結ばれているのは、私の瞳の色――淡いグリーンのリボンだ。
「これは?」
「君への贈り物だ。受け取ってほしい」
リボンを引いてみると、スルスルと解ける。
箱の中には、飾り気のない金色の指輪が入っていた。
「ローレンが生まれてから、飾りのあるアクセサリーをつけなくなっただろう」
アレンディオ様の言うとおりだ。
ローレンの肌はまだ柔らかいから傷つけないため、そして握られて引っ張られてしまうためアクセサリーをつけていないのだ。
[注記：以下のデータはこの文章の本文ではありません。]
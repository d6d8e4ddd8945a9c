//! claimRef cleanup reconciler
//!
//! Runs the cleanup protocol for one claim:
//! 1. Re-read the claim; a missing claim needs nothing.
//! 2. Only claims marked for deletion that still carry our finalizer are
//!    touched.
//! 3. Clear the bound volume's claimRef if it points at this claim.
//! 4. Remove our finalizer.
//!
//! Step 3 must be committed (or found unnecessary) before step 4. Once the
//! finalizer is gone the API server may delete the claim, and a claimRef left
//! behind would dangle forever. Every write follows a fresh read and an
//! equality check, so the whole protocol can be re-run from the top at any
//! point.

use std::sync::Arc;
use std::time::Duration;

use k8s_openapi::api::core::v1::{PersistentVolume, PersistentVolumeClaim};
use kube::ResourceExt;
use tokio_util::sync::CancellationToken;
use tracing::{debug, error, info, instrument};

use crate::adapters::{ClaimKey, ObjectStore};
use crate::error::{Error, Result};
use crate::metrics;

/// Finalizer owned by this controller. Users add it; we only ever remove it.
pub const PV_CLAIM_REF_CLEANUP_FINALIZER: &str = "liberator.io/pv-claim-ref-cleanup";

/// Terminal branch taken by a successful reconciliation
#[derive(Clone, Copy, Debug, PartialEq, Eq)]
pub enum Completion {
    /// The claim no longer exists
    ClaimGone,
    /// The claim is alive or does not carry our finalizer
    NothingToDo,
    /// The finalizer was removed
    Released { claim_ref_cleared: bool },
}

/// Result of one reconcile invocation, as reported to the controller host
#[derive(Debug)]
pub enum Outcome {
    Success(Completion),
    /// Requeue with backoff and re-run from the top
    RetryableFailure(Error),
    /// Contract violation; log and drop the request
    FatalFailure(Error),
}

impl Outcome {
    fn from_result(result: Result<Completion>) -> Self {
        match result {
            Ok(completion) => Outcome::Success(completion),
            Err(e) if e.is_retryable() => Outcome::RetryableFailure(e),
            Err(e) => Outcome::FatalFailure(e),
        }
    }

    pub fn is_success(&self) -> bool {
        matches!(self, Outcome::Success(_))
    }

    /// Label for logs and metrics
    pub fn label(&self) -> &'static str {
        match self {
            Outcome::Success(_) => "success",
            Outcome::RetryableFailure(_) => "retryable_failure",
            Outcome::FatalFailure(_) => "fatal_failure",
        }
    }
}

/// Whether the finalizer list carries our finalizer
pub fn has_finalizer(finalizers: &[String]) -> bool {
    finalizers.iter().any(|f| f == PV_CLAIM_REF_CLEANUP_FINALIZER)
}

/// The finalizer list without ours, other entries kept in order
pub fn without_finalizer(finalizers: &[String]) -> Vec<String> {
    finalizers
        .iter()
        .filter(|f| f.as_str() != PV_CLAIM_REF_CLEANUP_FINALIZER)
        .cloned()
        .collect()
}

/// Name of the volume the claim is bound to, if any
pub fn bound_volume(claim: &PersistentVolumeClaim) -> Option<&str> {
    claim
        .spec
        .as_ref()
        .and_then(|spec| spec.volume_name.as_deref())
        .filter(|name| !name.is_empty())
}

/// Whether the volume's claimRef names this claim (name and namespace)
pub fn claim_ref_matches(volume: &PersistentVolume, claim: &PersistentVolumeClaim) -> bool {
    let Some(claim_ref) = volume.spec.as_ref().and_then(|spec| spec.claim_ref.as_ref()) else {
        return false;
    };
    claim_ref.name.as_deref() == claim.metadata.name.as_deref()
        && claim_ref.namespace.as_deref() == claim.metadata.namespace.as_deref()
}

fn validate_key(key: &ClaimKey) -> Result<()> {
    if key.name.is_empty() {
        return Err(Error::invalid_identity(format!("claim {} has an empty name", key)));
    }
    if key.namespace.is_empty() {
        return Err(Error::invalid_identity(format!(
            "claim {} has an empty namespace",
            key
        )));
    }
    Ok(())
}

/// Executes the claimRef cleanup protocol against an [`ObjectStore`]
#[derive(Clone)]
pub struct ClaimRefReconciler {
    store: Arc<dyn ObjectStore>,
    timeout: Duration,
}

impl ClaimRefReconciler {
    pub fn new(store: Arc<dyn ObjectStore>, timeout: Duration) -> Self {
        Self { store, timeout }
    }

    /// Reconcile one claim identity.
    ///
    /// Single attempt: errors are classified and returned, never retried
    /// here. Cancellation or the deadline abort in-flight store calls and
    /// report a retryable failure.
    #[instrument(skip(self, cancel), fields(claim = %key.name, namespace = %key.namespace))]
    pub async fn reconcile(&self, key: &ClaimKey, cancel: CancellationToken) -> Outcome {
        if let Err(e) = validate_key(key) {
            return Outcome::FatalFailure(e);
        }

        let result = tokio::select! {
            biased;
            _ = cancel.cancelled() => Err(Error::Cancelled),
            result = tokio::time::timeout(self.timeout, self.run(key)) => {
                result.unwrap_or_else(|_| Err(Error::DeadlineExceeded(self.timeout)))
            }
        };

        Outcome::from_result(result)
    }

    async fn run(&self, key: &ClaimKey) -> Result<Completion> {
        info!("Received event for PVC");

        let claim = match self.store.get_claim(key).await {
            Ok(claim) => claim,
            Err(e) if e.is_not_found() => {
                debug!("PVC no longer exists, nothing to do");
                return Ok(Completion::ClaimGone);
            }
            Err(e) => return Err(e.into()),
        };

        let deleting = claim.metadata.deletion_timestamp.is_some();
        if !deleting || !has_finalizer(claim.finalizers()) {
            debug!(deleting, "PVC not awaiting cleanup");
            return Ok(Completion::NothingToDo);
        }

        self.handle_deletion(key, claim).await
    }

    async fn handle_deletion(
        &self,
        key: &ClaimKey,
        claim: PersistentVolumeClaim,
    ) -> Result<Completion> {
        let volume_name = bound_volume(&claim).map(str::to_owned);
        info!(volume = volume_name.as_deref().unwrap_or(""), "Processing PVC deletion");

        let claim_ref_cleared = match volume_name.as_deref() {
            Some(volume_name) => self.clear_claim_ref(&claim, volume_name).await?,
            None => false,
        };

        self.remove_finalizer(key, claim).await?;
        Ok(Completion::Released { claim_ref_cleared })
    }

    /// Clear the volume's claimRef if it points at `claim`.
    ///
    /// Returns whether a write happened. A missing volume has nothing to
    /// clear.
    async fn clear_claim_ref(
        &self,
        claim: &PersistentVolumeClaim,
        volume_name: &str,
    ) -> Result<bool> {
        let volume = match self.store.get_volume(volume_name).await {
            Ok(volume) => volume,
            Err(e) if e.is_not_found() => {
                info!(volume = %volume_name, "PV not found, nothing to clear");
                return Ok(false);
            }
            Err(e) => {
                error!(volume = %volume_name, error = %e, "Failed to get PV");
                return Err(e.into());
            }
        };

        if !claim_ref_matches(&volume, claim) {
            debug!(volume = %volume_name, "PV claimRef does not reference this PVC");
            return Ok(false);
        }

        info!(volume = %volume_name, "Clearing claimRef from PV");
        let mut updated = volume;
        if let Some(spec) = updated.spec.as_mut() {
            spec.claim_ref = None;
        }

        if let Err(e) = self.store.update_volume(volume_name, &updated).await {
            error!(volume = %volume_name, error = %e, "Failed to update PV");
            return Err(e.into());
        }

        metrics::CLAIM_REFS_CLEARED.inc();
        info!(volume = %volume_name, "Successfully cleared claimRef from PV");
        Ok(true)
    }

    async fn remove_finalizer(&self, key: &ClaimKey, claim: PersistentVolumeClaim) -> Result<()> {
        info!("Removing finalizer from PVC");

        let mut updated = claim;
        let remaining = without_finalizer(updated.finalizers());
        updated.metadata.finalizers = Some(remaining);

        if let Err(e) = self.store.update_claim(key, &updated).await {
            error!(error = %e, "Failed to remove finalizer from PVC");
            return Err(e.into());
        }

        metrics::FINALIZERS_RELEASED.inc();
        info!("Successfully removed finalizer from PVC");
        Ok(())
    }
}

#[cfg(test)]
mod tests {
    use super::*;
    use k8s_openapi::api::core::v1::{
        ObjectReference, PersistentVolumeClaimSpec, PersistentVolumeSpec,
    };
    use k8s_openapi::apimachinery::pkg::apis::meta::v1::ObjectMeta;

    fn claim(name: &str, namespace: &str) -> PersistentVolumeClaim {
        PersistentVolumeClaim {
            metadata: ObjectMeta {
                name: Some(name.to_string()),
                namespace: Some(namespace.to_string()),
                ..Default::default()
            },
            ..Default::default()
        }
    }

    fn volume_referencing(name: Option<&str>, namespace: Option<&str>) -> PersistentVolume {
        PersistentVolume {
            metadata: ObjectMeta {
                name: Some("v1".to_string()),
                ..Default::default()
            },
            spec: Some(PersistentVolumeSpec {
                claim_ref: Some(ObjectReference {
                    name: name.map(str::to_string),
                    namespace: namespace.map(str::to_string),
                    ..Default::default()
                }),
                ..Default::default()
            }),
            status: None,
        }
    }

    #[test]
    fn finalizer_detection() {
        let finalizers = vec![
            "kubernetes.io/pvc-protection".to_string(),
            PV_CLAIM_REF_CLEANUP_FINALIZER.to_string(),
        ];
        assert!(has_finalizer(&finalizers));
        assert!(!has_finalizer(&finalizers[..1]));
        assert!(!has_finalizer(&[]));
    }

    #[test]
    fn without_finalizer_keeps_other_entries_in_order() {
        let finalizers = vec![
            "a.io/one".to_string(),
            PV_CLAIM_REF_CLEANUP_FINALIZER.to_string(),
            "b.io/two".to_string(),
        ];
        assert_eq!(
            without_finalizer(&finalizers),
            vec!["a.io/one".to_string(), "b.io/two".to_string()]
        );
    }

    #[test]
    fn claim_ref_must_match_name_and_namespace() {
        let c1 = claim("c1", "ns1");
        assert!(claim_ref_matches(&volume_referencing(Some("c1"), Some("ns1")), &c1));
        assert!(!claim_ref_matches(&volume_referencing(Some("c1"), Some("ns2")), &c1));
        assert!(!claim_ref_matches(&volume_referencing(Some("other"), Some("ns1")), &c1));
        assert!(!claim_ref_matches(&volume_referencing(None, None), &c1));
    }

    #[test]
    fn volume_without_claim_ref_never_matches() {
        let volume = PersistentVolume {
            spec: Some(PersistentVolumeSpec::default()),
            ..Default::default()
        };
        assert!(!claim_ref_matches(&volume, &claim("c1", "ns1")));
        assert!(!claim_ref_matches(&PersistentVolume::default(), &claim("c1", "ns1")));
    }

    #[test]
    fn empty_volume_name_is_unbound() {
        let mut c = claim("c1", "ns1");
        assert_eq!(bound_volume(&c), None);
        c.spec = Some(PersistentVolumeClaimSpec {
            volume_name: Some(String::new()),
            ..Default::default()
        });
        assert_eq!(bound_volume(&c), None);
        c.spec = Some(PersistentVolumeClaimSpec {
            volume_name: Some("v1".to_string()),
            ..Default::default()
        });
        assert_eq!(bound_volume(&c), Some("v1"));
    }

    #[test]
    fn identity_validation() {
        assert!(validate_key(&ClaimKey::new("ns1", "c1")).is_ok());
        assert!(matches!(
            validate_key(&ClaimKey::new("", "c1")),
            Err(Error::InvalidIdentity(_))
        ));
        assert!(matches!(
            validate_key(&ClaimKey::new("ns1", "")),
            Err(Error::InvalidIdentity(_))
        ));
    }
}
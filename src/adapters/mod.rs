//! Adapters between the reconciliation core and the Kubernetes API

mod object_store;

pub use object_store::*;
//! Prometheus metrics definitions and HTTP server

use std::net::SocketAddr;
use std::sync::atomic::{AtomicBool, Ordering};

use http_body_util::Full;
use hyper::body::Bytes;
use hyper::server::conn::http1;
use hyper::service::service_fn;
use hyper::{Request, Response, StatusCode};
use hyper_util::rt::TokioIo;
use prometheus::{
    register_counter, register_counter_vec, register_gauge, register_histogram, Counter,
    CounterVec, Encoder, Gauge, Histogram, TextEncoder,
};
use tokio::net::TcpListener;
use tracing::{error, info};

/// Whether `/readyz` reports ready
static READY: AtomicBool = AtomicBool::new(false);

lazy_static::lazy_static! {
    /// Total number of reconciliations by outcome
    pub static ref RECONCILIATIONS: CounterVec = register_counter_vec!(
        "liberator_reconciliations_total",
        "Total number of reconciliations by outcome",
        &["outcome"]
    ).unwrap();

    /// Total number of reconciliation errors by error class
    pub static ref RECONCILIATION_ERRORS: CounterVec = register_counter_vec!(
        "liberator_reconciliation_errors_total",
        "Total number of reconciliation errors by class",
        &["class"]
    ).unwrap();

    /// Reconciliation duration histogram
    pub static ref RECONCILE_DURATION: Histogram = register_histogram!(
        "liberator_reconcile_duration_seconds",
        "Duration of reconciliations in seconds",
        vec![0.01, 0.05, 0.1, 0.25, 0.5, 1.0, 2.5, 5.0, 10.0, 30.0]
    ).unwrap();

    /// PersistentVolume claimRefs cleared
    pub static ref CLAIM_REFS_CLEARED: Counter = register_counter!(
        "liberator_claim_refs_cleared_total",
        "Total number of PersistentVolume claimRefs cleared"
    ).unwrap();

    /// PVC finalizers released
    pub static ref FINALIZERS_RELEASED: Counter = register_counter!(
        "liberator_finalizers_released_total",
        "Total number of PVC finalizers removed"
    ).unwrap();

    /// Event filter decisions by notification kind
    pub static ref FILTER_DECISIONS: CounterVec = register_counter_vec!(
        "liberator_filter_decisions_total",
        "Claim notifications admitted or dropped by the event filter",
        &["kind", "decision"]
    ).unwrap();

    /// Leader election status (1 = leading, 0 = standby)
    pub static ref LEADER: Gauge = register_gauge!(
        "liberator_leader",
        "Whether this replica currently holds the leader lease"
    ).unwrap();
}

/// Mark the controller ready (or not) for `/readyz`
pub fn set_ready(ready: bool) {
    READY.store(ready, Ordering::Relaxed);
}

/// Initial readiness before the controller starts.
///
/// A replica that competes for the leader lease is ready as soon as it serves
/// probes, so standbys do not block rollouts. A lone replica becomes ready
/// once the claim watch completes its initial list.
pub fn init_readiness(leader_elect: bool) {
    set_ready(leader_elect);
}

pub fn is_ready() -> bool {
    READY.load(Ordering::Relaxed)
}

/// Start an HTTP server for metrics and probes on `addr`
pub async fn serve(addr: SocketAddr) -> anyhow::Result<()> {
    let listener = TcpListener::bind(addr).await?;
    info!("Metrics server listening on {}", addr);

    loop {
        let (stream, _) = listener.accept().await?;
        let io = TokioIo::new(stream);

        tokio::spawn(async move {
            if let Err(e) = http1::Builder::new()
                .serve_connection(io, service_fn(handle_request))
                .await
            {
                error!("Error serving connection: {}", e);
            }
        });
    }
}

/// Handle HTTP requests
async fn handle_request(
    req: Request<hyper::body::Incoming>,
) -> Result<Response<Full<Bytes>>, hyper::Error> {
    Ok(route(req.uri().path()))
}

fn route(path: &str) -> Response<Full<Bytes>> {
    match path {
        "/metrics" => metrics_response(),
        "/healthz" | "/health" => text_response(StatusCode::OK, "ok"),
        "/readyz" | "/ready" if is_ready() => text_response(StatusCode::OK, "ok"),
        "/readyz" | "/ready" => text_response(StatusCode::SERVICE_UNAVAILABLE, "not ready"),
        _ => text_response(StatusCode::NOT_FOUND, "Not Found"),
    }
}

/// Generate metrics response
fn metrics_response() -> Response<Full<Bytes>> {
    let encoder = TextEncoder::new();
    let metric_families = prometheus::gather();
    let mut buffer = Vec::new();

    if let Err(e) = encoder.encode(&metric_families, &mut buffer) {
        error!("Failed to encode metrics: {}", e);
        return text_response(StatusCode::INTERNAL_SERVER_ERROR, "Failed to encode metrics");
    }

    let mut response = Response::new(Full::new(Bytes::from(buffer)));
    if let Ok(content_type) = encoder.format_type().parse::<hyper::header::HeaderValue>() {
        response
            .headers_mut()
            .insert(hyper::header::CONTENT_TYPE, content_type);
    }
    response
}

fn text_response(status: StatusCode, body: &'static str) -> Response<Full<Bytes>> {
    let mut response = Response::new(Full::new(Bytes::from_static(body.as_bytes())));
    *response.status_mut() = status;
    response
}
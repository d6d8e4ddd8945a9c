//! Prometheus metrics and probe endpoints for the liberator controller
//!
//! This module exposes metrics for monitoring controller health and
//! reconciliation progress, plus the `/healthz` and `/readyz` probes.

mod prometheus;

pub use prometheus::*;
以前送ってもらった宝石がついた指輪も、今はつけていない。
「店では派手な指輪を勧められたが――今の君にはこれがいいはず」
「……っ」
気がつけば、アレンディオ様に勢いよく抱きついていた。
本当は私も、指輪をつけたいと思っていたのだ。
どうして彼には、私の願いがわかるのだろう。
しかし、指輪をはめようとすると、手を握られて制された。
「……アレンディオ様?」
「君は、自分ではめる気か」
アレンディオ様は、私の手から指輪をとると、もう一度ひざまずいた。
私を見上げてくる瞳の色と同じ色の指輪。
光の精霊のいたずらなのか、指輪は宝石よりも美しく輝いている。
彼の手で指輪がはめられた。
「愛している」
「私も……愛しています」
私たちは見つめ合い、微笑みあった。